Wednesday, April 10, 2013

If you were in the zoo...

Take a moment to imagine something:
You open your eyes in the morning, stretch and stand up.  You drink in the warm sunshine and the beautiful scenery out your window.  All you want to do is go out and run, but you can't.  There just isn't enough space in your room to move; it's so crowded and messy. 
Everything you need to survive is given to you in that room: your food, your water, even your bathroom is contained within that space.  However, there is nothing to do there. There are no books, no electronics,  no paper or pens, no music, no TV, not even so much as a ball to bounce against the wall.  You remember that you are supposed to act a certain way. You know how to speak English, how to read and write, and how to play baseball, but somehow you've found yourself forgetting.  With no one to talk to, you don't have the need for speech, so you don't talk.  Without space, you never have need to walk, so you either stand or lay on the floor for most of the day.  The only company you have are your thoughts, but even they are diminishing. 
Later in the evening, your mother opens your door, says hello, and hands you a bowl of soup for supper.  Then she leaves, the sun goes down, and you have nothing better to do than go to sleep.

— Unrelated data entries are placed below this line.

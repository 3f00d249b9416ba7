use std::io::{self, Stdout};
use std::time::{Duration, Instant};

use crossterm::event::{self, Event};
use ratatui::backend::CrosstermBackend;
use ratatui::layout::{Constraint, Direction, Layout, Rect};
use ratatui::style::{Color, Modifier, Style};
use ratatui::text::{Line, Span};
use ratatui::widgets::{Block, Borders, Clear, Paragraph, Wrap};
use ratatui::{Frame, Terminal};
use tokio::sync::mpsc::UnboundedReceiver;

use super::dashboard::LiveDashboard;
use super::input::{Field, InputModeController};
use super::pagination::PaginationView;
use super::runtime::Services;
use super::state::{AppState, PushConnection, View};
use super::types::{AppEvent, Notice, PushLink, Route};
use super::ui_utils::{
    centered_rect, field_text, focus_border_style, hint_style, key_style, notice_style,
};

const STATUS_LINES: usize = 5;

pub fn draw_loop(
    terminal: &mut Terminal<CrosstermBackend<Stdout>>,
    state: &mut AppState,
    services: &Services,
    rx: &mut UnboundedReceiver<AppEvent>,
) -> io::Result<()> {
    let tick_rate = Duration::from_millis(120);
    let mut last_tick = Instant::now();

    loop {
        while let Ok(event) = rx.try_recv() {
            if let Some(effect) = state.handle_event(event) {
                if services.execute(state, effect).is_break() {
                    return Ok(());
                }
            }
        }
        state.drain_push();

        terminal.draw(|f| render(f, state))?;

        let timeout = tick_rate.saturating_sub(last_tick.elapsed());
        if event::poll(timeout)? {
            if let Event::Key(key) = event::read()? {
                if let Some(effect) = state.handle_key(key) {
                    if services.execute(state, effect).is_break() {
                        return Ok(());
                    }
                }
            }
        }
        if last_tick.elapsed() >= tick_rate {
            last_tick = Instant::now();
        }
    }
}

fn render(f: &mut Frame<'_>, state: &AppState) {
    let chunks = Layout::default()
        .direction(Direction::Vertical)
        .constraints([
            Constraint::Length(3),
            Constraint::Min(8),
            Constraint::Length(3),
        ])
        .split(f.area());

    render_header(f, chunks[0], state);
    match &state.view {
        View::Landing => render_landing(f, chunks[1], &state.input),
        View::Results {
            route,
            pagination,
            sentinel,
        } => render_results(f, chunks[1], route, pagination, sentinel.as_deref()),
        View::Admin {
            dashboard,
            connection,
        } => render_admin(f, chunks[1], dashboard, connection.as_ref()),
    }
    render_footer(f, chunks[2], state);

    if let Some(notice) = &state.notice {
        render_notice(f, notice);
    }
}

fn render_header(f: &mut Frame<'_>, area: Rect, state: &AppState) {
    let route = state.view.route();
    let mut spans = vec![Span::styled(
        route.title(),
        Style::default()
            .fg(Color::Cyan)
            .add_modifier(Modifier::BOLD),
    )];
    if route == Route::Landing {
        spans.push(Span::styled("  |  mode ", Style::default().fg(Color::DarkGray)));
        spans.push(Span::styled(state.input.indicator(), key_style()));
    }
    if let Some(pending) = &state.pending {
        spans.push(Span::styled(
            format!("  |  loading {}...", pending.path()),
            Style::default().fg(Color::Yellow),
        ));
    }
    f.render_widget(
        Paragraph::new(Line::from(spans)).block(Block::default().borders(Borders::ALL)),
        area,
    );
}

fn input_box<'a>(title: String, text: &'a str, placeholder: &'a str, focused: bool) -> Paragraph<'a> {
    let (shown, style) = field_text(text, placeholder);
    Paragraph::new(Span::styled(shown, style)).block(
        Block::default()
            .title(title)
            .borders(Borders::ALL)
            .border_style(focus_border_style(focused)),
    )
}

fn hint_line(pairs: &[(&'static str, &'static str)]) -> Line<'static> {
    let mut spans = Vec::with_capacity(pairs.len() * 2);
    for (key, label) in pairs {
        spans.push(Span::styled(*key, key_style()));
        spans.push(Span::styled(format!(" {label}   "), hint_style()));
    }
    Line::from(spans)
}

fn render_landing(f: &mut Frame<'_>, area: Rect, input: &InputModeController) {
    let rows = Layout::default()
        .direction(Direction::Vertical)
        .constraints([
            Constraint::Length(3),
            Constraint::Length(3),
            Constraint::Min(3),
        ])
        .split(area);

    f.render_widget(
        input_box(
            format!("Query [{}]", input.indicator()),
            input.primary_text(),
            input.placeholder(),
            input.focus() == Field::Primary,
        ),
        rows[0],
    );
    f.render_widget(
        input_box(
            "Index URL directly".to_string(),
            input.direct_index_text(),
            "https://...",
            input.focus() == Field::DirectIndex,
        ),
        rows[1],
    );
    f.render_widget(
        Paragraph::new(vec![
            hint_line(&[("enter", "submit"), ("tab", "switch field"), ("F2", "toggle mode")]),
            hint_line(&[("F4", "admin dashboard"), ("ctrl+u", "clear field"), ("esc", "quit")]),
        ])
        .block(Block::default().borders(Borders::ALL).title("Keys"))
        .wrap(Wrap { trim: true }),
        rows[2],
    );
}

fn render_results(
    f: &mut Frame<'_>,
    area: Rect,
    route: &Route,
    pagination: &PaginationView,
    sentinel: Option<&str>,
) {
    let rows = Layout::default()
        .direction(Direction::Vertical)
        .constraints([Constraint::Min(3), Constraint::Length(4)])
        .split(area);

    let lines = match sentinel {
        Some(message) => vec![Line::from(Span::styled(
            message.to_string(),
            Style::default().fg(Color::Yellow),
        ))],
        None if pagination.items().is_empty() => vec![Line::from(Span::styled(
            "Nothing to show.",
            hint_style(),
        ))],
        None => {
            let mut lines = Vec::new();
            for item in pagination.visible_items() {
                lines.push(Line::from(item.text.clone()));
                if let Some(link) = &item.link {
                    lines.push(Line::from(Span::styled(
                        format!("  {link}"),
                        Style::default().fg(Color::DarkGray),
                    )));
                }
            }
            lines
        }
    };
    f.render_widget(
        Paragraph::new(lines)
            .block(
                Block::default()
                    .title(format!(
                        "Results ({} of {})",
                        pagination.visible_count(),
                        pagination.items().len()
                    ))
                    .borders(Borders::ALL),
            )
            .wrap(Wrap { trim: true }),
        rows[0],
    );

    let pager = if pagination.controls_enabled() {
        Line::from(vec![
            Span::styled(
                format!("{} of {}", pagination.page_label(), pagination.total_pages()),
                Style::default().add_modifier(Modifier::BOLD),
            ),
            Span::styled("   ", hint_style()),
            Span::styled("left/p", key_style()),
            Span::styled(" previous   ", hint_style()),
            Span::styled("right/n", key_style()),
            Span::styled(" next", hint_style()),
        ])
    } else {
        Line::from(Span::styled("Paging disabled", hint_style()))
    };
    let actions = match route {
        Route::Search { .. } => hint_line(&[
            ("h", "request external ingestion"),
            ("a", "advice"),
            ("esc", "back"),
        ]),
        _ => hint_line(&[("esc", "back")]),
    };
    f.render_widget(
        Paragraph::new(vec![pager, actions]).block(Block::default().borders(Borders::ALL)),
        rows[1],
    );
}

fn render_admin(
    f: &mut Frame<'_>,
    area: Rect,
    dashboard: &LiveDashboard,
    connection: Option<&PushConnection>,
) {
    let rows = Layout::default()
        .direction(Direction::Vertical)
        .constraints([
            Constraint::Min(6),
            Constraint::Length(STATUS_LINES as u16 + 2),
        ])
        .split(area);
    let tables = Layout::default()
        .direction(Direction::Horizontal)
        .constraints([Constraint::Percentage(50), Constraint::Percentage(50)])
        .split(rows[0]);

    let barrels = dashboard.barrels_table();
    let searches = dashboard.searches_table();
    f.render_widget(barrels.widget(false), tables[0]);
    f.render_widget(searches.widget(false), tables[1]);

    let link = connection.map_or(PushLink::Connecting, PushConnection::link);
    let title = format!("Push channel ({})", link.label());
    let lines = dashboard
        .status_messages()
        .take(STATUS_LINES)
        .map(|message| Line::from(message.to_string()))
        .collect::<Vec<_>>();
    f.render_widget(
        Paragraph::new(lines)
            .block(Block::default().title(title).borders(Borders::ALL))
            .wrap(Wrap { trim: true }),
        rows[1],
    );
}

fn render_footer(f: &mut Frame<'_>, area: Rect, state: &AppState) {
    let line = if let Some(status) = state.latest_status() {
        Line::from(status.to_string())
    } else {
        Line::from(Span::styled("ctrl+c quits from anywhere", hint_style()))
    };
    f.render_widget(
        Paragraph::new(line).block(Block::default().title("Status").borders(Borders::ALL)),
        area,
    );
}

fn render_notice(f: &mut Frame<'_>, notice: &Notice) {
    let area = centered_rect(60, 30, f.area());
    f.render_widget(Clear, area);
    f.render_widget(
        Paragraph::new(vec![
            Line::from(notice.message.clone()),
            Line::from(""),
            Line::from(Span::styled("Press Enter or Esc to close.", hint_style())),
        ])
        .block(
            Block::default()
                .title(notice.kind.title())
                .borders(Borders::ALL)
                .border_style(notice_style(notice.kind)),
        )
        .wrap(Wrap { trim: true }),
        area,
    );
}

Sound totally bizarre? For humans, it is.  We are not confined 24/7; and even prisoners are allowed the chance to leave their cells for a short time and partake in various activities. However, for animals in many zoos, this insane scenario is a reality.  They are left, day after day, with nothing to do except pace back and forth or lay on the ground. 

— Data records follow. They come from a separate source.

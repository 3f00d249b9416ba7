pub const PAGE_SIZE: usize = 10;

#[derive(Debug, Clone, Copy, PartialEq, Eq)]
pub enum Visibility {
    Visible,
    Hidden,
}

/// A pre-rendered result entry. The view toggles its visibility and nothing else.
#[derive(Debug, Clone, PartialEq, Eq)]
pub struct ResultItem {
    pub text: String,
    pub link: Option<String>,
    visibility: Visibility,
}

impl ResultItem {
    pub fn new(text: impl Into<String>, link: Option<String>) -> Self {
        Self {
            text: text.into(),
            link,
            visibility: Visibility::Hidden,
        }
    }

    pub fn is_visible(&self) -> bool {
        self.visibility == Visibility::Visible
    }
}

#[derive(Debug, Clone, Copy, PartialEq, Eq)]
pub struct PageCursor {
    pub current_page: usize,
    pub page_size: usize,
    pub total_pages: usize,
}

impl PageCursor {
    fn for_items(item_count: usize, page_size: usize) -> Self {
        Self {
            current_page: 1,
            page_size,
            total_pages: item_count.div_ceil(page_size),
        }
    }
}

#[derive(Debug)]
pub struct PaginationView {
    items: Vec<ResultItem>,
    cursor: Option<PageCursor>,
    label: String,
}

impl PaginationView {
    /// Pagination stays disabled, with every item hidden, when there are no
    /// items or the page carried a sentinel.
    pub fn new(mut items: Vec<ResultItem>, sentinel: Option<&str>) -> Self {
        for item in &mut items {
            item.visibility = Visibility::Hidden;
        }
        let cursor = if items.is_empty() || sentinel.is_some() {
            None
        } else {
            Some(PageCursor::for_items(items.len(), PAGE_SIZE))
        };
        let mut view = Self {
            items,
            cursor,
            label: String::new(),
        };
        if view.cursor.is_some() {
            view.show_page(1);
        }
        view
    }

    pub fn controls_enabled(&self) -> bool {
        self.cursor.is_some()
    }

    #[cfg(test)]
    pub fn current_page(&self) -> usize {
        self.cursor.map(|c| c.current_page).unwrap_or(0)
    }

    pub fn total_pages(&self) -> usize {
        self.cursor.map(|c| c.total_pages).unwrap_or(0)
    }

    pub fn page_label(&self) -> &str {
        &self.label
    }

    pub fn items(&self) -> &[ResultItem] {
        &self.items
    }

    pub fn visible_items(&self) -> impl Iterator<Item = &ResultItem> {
        self.items.iter().filter(|item| item.is_visible())
    }

    pub fn visible_count(&self) -> usize {
        self.visible_items().count()
    }

    /// Shows the window of page `page`. Reached only through construction and
    /// `prev`/`next`, which keep the cursor on the same page.
    fn show_page(&mut self, page: usize) {
        let Some(cursor) = self.cursor else {
            return;
        };
        let window = if page == 0 {
            0..0
        } else {
            let start = (page - 1).saturating_mul(cursor.page_size);
            start..start.saturating_add(cursor.page_size)
        };
        for (idx, item) in self.items.iter_mut().enumerate() {
            item.visibility = if window.contains(&idx) {
                Visibility::Visible
            } else {
                Visibility::Hidden
            };
        }
        self.label = format!("Page {page}");
    }

    pub fn prev(&mut self) -> bool {
        let Some(cursor) = self.cursor.as_mut() else {
            return false;
        };
        if cursor.current_page <= 1 {
            return false;
        }
        cursor.current_page -= 1;
        let page = cursor.current_page;
        self.show_page(page);
        true
    }

    pub fn next(&mut self) -> bool {
        let Some(cursor) = self.cursor.as_mut() else {
            return false;
        };
        if cursor.current_page >= cursor.total_pages {
            return false;
        }
        cursor.current_page += 1;
        let page = cursor.current_page;
        self.show_page(page);
        true
    }
}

So what can we do? Enrichment is the answer! Comment with ideas on how we can keep captive animals stimulated mentally and physically :)
  Photo Credit:


  1. Well for cheetahs, I know some zoos have awesome enrichment programs where they are able to chase some sort of bait in a large area. I feel like relating this idea to other types of animals is a good type of enrichment!!

  2. Agreed, for predatory animals maybe a chase line could be set up or even like they have for dogs, food puzzles. When they figure out how to solve the puzzle they get a treat. For non-chase oriented animals, you could use a food puzzle again or put some other type of interactive toys in. First thing that comes to mind are those large spheres that horses can roll or are hung from rafters for them to play with.